Those civil-service officials have a pretty good track record
Now that Social Security privatization is on the front burner, the word of the season is “divided.” The public is divided over whether Bush’s scheme is a good idea, congressional Republicans are divided over whether this fight will cost them their majority status, and, in a new twist, even Bush’s Treasury Department is divided over the merits behind the White House approach.
The Bush administration’s political appointees and career economists are divided over whether to transform Social Security into a system of private retirement accounts.
The conflict emerged last week when Edward Prescott, a winner of the Nobel Prize in economics, briefed Treasury Department economists to discuss Social Security privatization as part of the department’s effort to build support for its plan in academia and on Capitol Hill.
But sources familiar with Prescott’s presentation said that Treasury’s professional economists sharply questioned Prescott’s findings that private retirement accounts would increase the incentive to work longer, which would lead to higher economic growth.

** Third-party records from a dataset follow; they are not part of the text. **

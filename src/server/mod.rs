//! HTTP server implementation for cardgame-http.
//!
//! One task per accepted connection; each task reads one request, hands it
//! to the application's dispatcher and writes one response before closing.

mod response;
mod config;
mod connection;
mod error;
mod handler;
mod http_server;

// Re-export public items
pub use response::{content_type, HttpResponse, StatusCode};
pub use config::{ServerConfig, DEFAULT_PORT};
pub use connection::handle_connection;
pub use error::Error;
pub use handler::{dispatch_fn, Dispatch, DispatchFuture};
pub use http_server::HttpServer;
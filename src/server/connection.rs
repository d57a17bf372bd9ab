//! Per-connection request lifecycle.

use std::sync::Arc;
use log::{debug, error, warn};
use tokio::io::{AsyncRead, AsyncWrite, AsyncWriteExt, BufReader};

use crate::parser::{parse_request, Error as ParserError, HttpRequest, ParseLimits};
use crate::policy::AuthorizationPolicy;
use crate::server::error::Error;
use crate::server::handler::Dispatch;
use crate::server::response::{HttpResponse, StatusCode};

/// Serve exactly one request on `socket`.
///
/// Parses the request, dispatches it, writes the response and shuts the
/// write side down. A malformed request is answered with an empty `400`
/// without calling the dispatcher; a dispatcher error or panic is answered
/// with `500`. The returned error, if any, describes why the exchange did
/// not complete normally, after whatever response could be written.
pub async fn handle_connection(
    socket: &mut (impl AsyncRead + AsyncWrite + Unpin),
    dispatcher: Arc<dyn Dispatch>,
    policy: AuthorizationPolicy,
    limits: ParseLimits,
) -> Result<(), Error> {
    // The reader is dropped before writing; unread input is discarded
    let parsed = {
        let mut reader = BufReader::new(&mut *socket);
        parse_request(&mut reader, &policy, &limits).await
    };

    let request = match parsed {
        Ok(request) => request,
        Err(ParserError::Io(e)) => return Err(Error::IoError(e)),
        Err(e) => {
            warn!("Rejecting malformed request: {e}");
            let response = HttpResponse::new(StatusCode::for_parse_error(&e));
            write_response(socket, &response).await?;
            return Err(Error::ParseError(e));
        }
    };

    let summary = format!("{} {}", request.method(), request.pathname());
    let (response, failure) = match dispatch(dispatcher, request).await {
        Ok(response) => (response, None),
        Err(e) => {
            error!("Dispatcher failed for {summary}: {e}");
            (HttpResponse::new(StatusCode::InternalServerError), Some(e))
        }
    };

    debug!("{summary} -> {}", response.status.code());
    write_response(socket, &response).await?;

    match failure {
        Some(e) => Err(e),
        None => Ok(()),
    }
}

/// Run the dispatcher on its own task; a panic there becomes
/// `Error::DispatchPanicked`.
async fn dispatch(dispatcher: Arc<dyn Dispatch>, request: HttpRequest) -> Result<HttpResponse, Error> {
    let summary = format!("{} {}", request.method(), request.pathname());
    let task = tokio::spawn(async move { dispatcher.dispatch(request).await });

    match task.await {
        Ok(result) => result,
        Err(join_error) if join_error.is_panic() => Err(Error::DispatchPanicked(summary)),
        Err(join_error) => Err(Error::InternalError(join_error.to_string())),
    }
}

async fn write_response(
    socket: &mut (impl AsyncWrite + Unpin),
    response: &HttpResponse,
) -> Result<(), Error> {
    socket.write_all(&response.to_bytes()).await?;
    socket.flush().await?;
    socket.shutdown().await?;
    Ok(())
}
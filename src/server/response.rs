//! HTTP response types and serialization.

use serde::Serialize;

use crate::parser::Error as ParserError;
use crate::server::error::Error;

/// Content types the card game API answers with.
pub mod content_type {
    pub const PLAIN_TEXT: &str = "text/plain";
    pub const HTML: &str = "text/html";
    pub const JSON: &str = "application/json";
}

/// HTTP status codes with their standard reason phrases.
#[derive(Debug, Clone, Copy, PartialEq, Eq)]
pub enum StatusCode {
    Ok = 200,
    Created = 201,
    NoContent = 204,
    BadRequest = 400,
    Unauthorized = 401,
    Forbidden = 403,
    NotFound = 404,
    MethodNotAllowed = 405,
    Conflict = 409,
    PayloadTooLarge = 413,
    InternalServerError = 500,
    NotImplemented = 501,
    ServiceUnavailable = 503,
}

impl StatusCode {
    /// Get the numeric status code.
    pub fn code(&self) -> u16 {
        *self as u16
    }

    /// Get the reason phrase for this status code.
    pub fn reason_phrase(&self) -> &'static str {
        match self {
            StatusCode::Ok => "OK",
            StatusCode::Created => "Created",
            StatusCode::NoContent => "No Content",
            StatusCode::BadRequest => "Bad Request",
            StatusCode::Unauthorized => "Unauthorized",
            StatusCode::Forbidden => "Forbidden",
            StatusCode::NotFound => "Not Found",
            StatusCode::MethodNotAllowed => "Method Not Allowed",
            StatusCode::Conflict => "Conflict",
            StatusCode::PayloadTooLarge => "Payload Too Large",
            StatusCode::InternalServerError => "Internal Server Error",
            StatusCode::NotImplemented => "Not Implemented",
            StatusCode::ServiceUnavailable => "Service Unavailable",
        }
    }

    /// The status a connection answers with when its request failed to parse.
    pub fn for_parse_error(error: &ParserError) -> Self {
        match error {
            ParserError::BodyTooLarge { .. } => StatusCode::PayloadTooLarge,
            _ => StatusCode::BadRequest,
        }
    }
}

/// Represents an HTTP response.
///
/// Only the status, the content type and the body are modeled. The
/// Content-Length header is derived from the body when the response is
/// serialized.
#[derive(Debug, Clone, PartialEq, Eq)]
pub struct HttpResponse {
    /// The HTTP status code
    pub status: StatusCode,
    /// The Content-Type header value
    pub content_type: String,
    /// The response body
    pub body: Vec<u8>,
}

impl HttpResponse {
    /// Create a new plain text response with an empty body.
    pub fn new(status: StatusCode) -> Self {
        Self {
            status,
            content_type: content_type::PLAIN_TEXT.to_string(),
            body: Vec::new(),
        }
    }

    /// Set the response body with a string.
    pub fn with_body_string(mut self, body: impl Into<String>) -> Self {
        self.body = body.into().into_bytes();
        self
    }

    /// Set the response body with bytes.
    pub fn with_body_bytes(mut self, body: impl Into<Vec<u8>>) -> Self {
        self.body = body.into();
        self
    }

    /// Set the content type.
    pub fn with_content_type(mut self, content_type: impl Into<String>) -> Self {
        self.content_type = content_type.into();
        self
    }

    /// Set the response body with a JSON value.
    ///
    /// This method serializes the provided value to JSON and sets it as the response body.
    pub fn with_json<T: Serialize>(self, value: &T) -> Result<Self, Error> {
        let json = serde_json::to_vec(value).map_err(Error::JsonError)?;
        Ok(self
            .with_content_type(content_type::JSON)
            .with_body_bytes(json))
    }

    /// Convert the response to bytes.
    pub fn to_bytes(&self) -> Vec<u8> {
        let head = format!(
            "HTTP/1.1 {code} {reason}\r\nContent-Type: {content_type}\r\nContent-Length: {length}\r\n\r\n",
            code = self.status.code(),
            reason = self.status.reason_phrase(),
            content_type = self.content_type,
            length = self.body.len(),
        );

        let mut bytes = Vec::with_capacity(head.len() + self.body.len());
        bytes.extend_from_slice(head.as_bytes());
        bytes.extend_from_slice(&self.body);
        bytes
    }
}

At least until Karl Rove figures out a way to change the civil-service system at the federal level, the Bush gang has to come to grips with the fact that there are career employees throughout the executive branch, many of whom do not consider “loyalty to Bush” their top priority.
As a result, the White House has to deal with the reality of a complex sales pitch to officials working for their own administration who know enough to realize that the president’s scheme doesn’t make any sense.
What’s more, every time this has happened in the last four years, it’s the White House gang that’s been wrong.
Indeed, it’s been an interesting track record. On several high-profile issues, Bush’s political staff has clashed directly with career civil-service employees about the merit of an idea. The examples are pretty familiar.
* Before we invaded Iraq, career intelligence officials insisted the intelligence on WMD in Iraq was not nearly as clear as the White House wanted it to be. Who was wrong? Bush’s gang.
* When the White House Medicare scheme was coming up for a vote, career HHS officials said the price tag would be far greater than advertised. Who was wrong? Bush’s gang.
Now there’s a similar clash at hand, between civil-service employees who are unconstrained by the White House’s political agenda and Bush appointees, for whom politics is everything. I wonder who’s right this time?